On or about June 10, 1918, the trust company and Johnson and Pryor executed a trust agreement in writing which was offered in evidence. This agreement was very elaborate in form and recited that Johnson and Pryor had caused an undivided one-half interest in the lands in controversy to be deeded to the Guarantee Title and Trust Company and then set forth a declaration that the trust company would hold the interest in said real estate so deeded to it in trust; would collect all rents and royalties and distribute the same to each beneficiary. It set forth that the unit of ownership should be 20,000 and also set forth a form of certificate of ownership which should be issued to each beneficiary from time to time as the interests were sold; provided for the keeping of a register of the units of interest; provided for the time and manner of distribution of income from the rents and royalties; for payment of state and federal taxes; for semiannual reports to the holders of certificates; for compensation of the trustee; for a committee of owners of certificates to consult with the trustee and that the trustee might resign and turn the trust over and convey the property to such person as a majority in interest of the certificate holders should designate.
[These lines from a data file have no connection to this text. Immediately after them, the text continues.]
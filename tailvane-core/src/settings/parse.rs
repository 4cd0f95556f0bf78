//! Parsing of the `[zone:]wildcard` positionals and `--timer` specs.

use crate::settings::{SettingsError, TimerSpec, TruncUnit, ZoneSpec};
use std::path::Path;
use std::time::Duration;

/// Zone name grammar: `[A-Za-z0-9_-]+`.
pub fn is_zone_name(s: &str) -> bool {
    !s.is_empty()
        && s.chars()
            .all(|c| c.is_ascii_alphanumeric() || c == '_' || c == '-')
}

/// Identity grammar: word characters only.
pub fn is_identity(s: &str) -> bool {
    !s.is_empty() && s.chars().all(|c| c.is_ascii_alphanumeric() || c == '_')
}

/// Group `[zone:]wildcard` arguments into per-zone specs, preserving
/// configuration order. Bare wildcards land in the aggregate zone, or in a
/// zone derived from the pattern's file stem when `basename` is set.
pub fn assemble_zones(
    args: &[String],
    aggregate: &str,
    basename: bool,
) -> Result<Vec<ZoneSpec>, SettingsError> {
    let mut zones: Vec<ZoneSpec> = Vec::new();

    for arg in args {
        let (name, pattern) = match arg.split_once(':') {
            Some((prefix, rest)) if is_zone_name(prefix) && !rest.is_empty() => {
                (prefix.to_string(), rest.to_string())
            }
            _ if basename => (zone_from_basename(arg), arg.clone()),
            _ => (aggregate.to_string(), arg.clone()),
        };

        if !is_zone_name(&name) {
            return Err(SettingsError::InvalidZoneName { name });
        }

        match zones.iter_mut().find(|z| z.name == name) {
            Some(zone) => zone.wildcards.push(pattern),
            None => zones.push(ZoneSpec {
                name,
                wildcards: vec![pattern],
            }),
        }
    }

    Ok(zones)
}

/// Derive a zone name from a wildcard's file stem, mapping characters
/// outside the zone grammar to underscores.
fn zone_from_basename(pattern: &str) -> String {
    let stem = Path::new(pattern)
        .file_stem()
        .map(|s| s.to_string_lossy().into_owned())
        .unwrap_or_default();
    let sanitized: String = stem
        .chars()
        .map(|c| {
            if c.is_ascii_alphanumeric() || c == '_' || c == '-' {
                c
            } else {
                '_'
            }
        })
        .collect();
    if sanitized.is_empty() {
        "_".to_string()
    } else {
        sanitized
    }
}

/// Parse a `zone:name:N[wdhms]` timer spec.
pub fn parse_timer_spec(spec: &str) -> Result<TimerSpec, SettingsError> {
    let invalid = |reason: &'static str| SettingsError::InvalidTimer {
        spec: spec.to_string(),
        reason,
    };

    let mut parts = spec.splitn(3, ':');
    let zone = parts.next().unwrap_or_default();
    let name = parts.next().unwrap_or_default();
    let duration = parts.next().ok_or_else(|| invalid("expected zone:name:N[wdhms]"))?;

    if !is_zone_name(zone) {
        return Err(invalid("invalid zone name"));
    }
    if name.is_empty() {
        return Err(invalid("empty timer name"));
    }

    let unit = match duration.chars().last() {
        Some('s') => TruncUnit::Second,
        Some('m') => TruncUnit::Minute,
        Some('h') => TruncUnit::Hour,
        Some('d') => TruncUnit::Day,
        Some('w') => TruncUnit::Week,
        _ => return Err(invalid("duration must end in one of [wdhms]")),
    };
    let count: u64 = duration[..duration.len() - 1]
        .parse()
        .map_err(|_| invalid("duration count is not a number"))?;
    if count == 0 {
        return Err(invalid("duration count must be positive"));
    }

    Ok(TimerSpec {
        zone: zone.to_string(),
        name: name.to_string(),
        period: Duration::from_secs(count * unit.seconds()),
        unit,
    })
}

#[cfg(test)]
mod tests {
    use super::*;
    use pretty_assertions::assert_eq;

    fn args(list: &[&str]) -> Vec<String> {
        list.iter().map(|s| s.to_string()).collect()
    }

    #[test]
    fn explicit_zone_prefix_is_split_off() {
        let zones = assemble_zones(&args(&["web:/var/log/httpd/*.log"]), "log", false).unwrap();
        assert_eq!(zones.len(), 1);
        assert_eq!(zones[0].name, "web");
        assert_eq!(zones[0].wildcards, vec!["/var/log/httpd/*.log"]);
    }

    #[test]
    fn bare_wildcard_goes_to_aggregate_zone() {
        let zones = assemble_zones(&args(&["/var/log/maillog"]), "mail", false).unwrap();
        assert_eq!(zones[0].name, "mail");
        assert_eq!(zones[0].wildcards, vec!["/var/log/maillog"]);
    }

    #[test]
    fn repeated_zone_collects_wildcards_in_order() {
        let zones = assemble_zones(
            &args(&["a:/tmp/one.log", "b:/tmp/two.log", "a:/tmp/three.log"]),
            "log",
            false,
        )
        .unwrap();
        assert_eq!(zones.len(), 2);
        assert_eq!(zones[0].name, "a");
        assert_eq!(zones[0].wildcards, vec!["/tmp/one.log", "/tmp/three.log"]);
        assert_eq!(zones[1].name, "b");
    }

    #[test]
    fn basename_mode_derives_zone_from_file_stem() {
        let zones = assemble_zones(&args(&["/var/log/access.log"]), "log", true).unwrap();
        assert_eq!(zones[0].name, "access");
    }

    #[test]
    fn a_pattern_with_a_slash_is_never_a_zone_prefix() {
        // The prefix before ':' contains '/', which the zone grammar rejects,
        // so the whole argument is a wildcard.
        let zones = assemble_zones(&args(&["/odd/dir:name/x.log"]), "log", false).unwrap();
        assert_eq!(zones[0].name, "log");
        assert_eq!(zones[0].wildcards, vec!["/odd/dir:name/x.log"]);
    }

    #[test]
    fn timer_spec_parses_units() {
        let timer = parse_timer_spec("a:daily:1d").unwrap();
        assert_eq!(timer.zone, "a");
        assert_eq!(timer.name, "daily");
        assert_eq!(timer.period, Duration::from_secs(86_400));
        assert_eq!(timer.unit, TruncUnit::Day);

        let timer = parse_timer_spec("mail:sweep:15m").unwrap();
        assert_eq!(timer.period, Duration::from_secs(900));
        assert_eq!(timer.unit, TruncUnit::Minute);
    }

    #[test]
    fn timer_spec_rejects_garbage() {
        assert!(parse_timer_spec("a:daily").is_err());
        assert!(parse_timer_spec("a::1d").is_err());
        assert!(parse_timer_spec("a:daily:d").is_err());
        assert!(parse_timer_spec("a:daily:0d").is_err());
        assert!(parse_timer_spec("a:daily:5x").is_err());
        assert!(parse_timer_spec("bad zone:daily:1d").is_err());
    }
}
It provided that the trustee should convey said royalty interest or any part thereof by proper instrument of conveyance upon receiving written authority of a majority in interest of the beneficiaries to make such transfer or conveyance; that the proceeds from a sale should be distributed in the same manner as set forth for other income and profits accruing to the trustee from the trust property.

After the execution of this trust agreement Johnson sent a copy of the same to Samuel J. Brown, defendant herein, and offered to sell Brown a half interest in the syndicate for $ 7,500. On July 2, 1918, Johnson and Pryor by letter again offered to sell Brown 10,000 units, which they stated was one-half...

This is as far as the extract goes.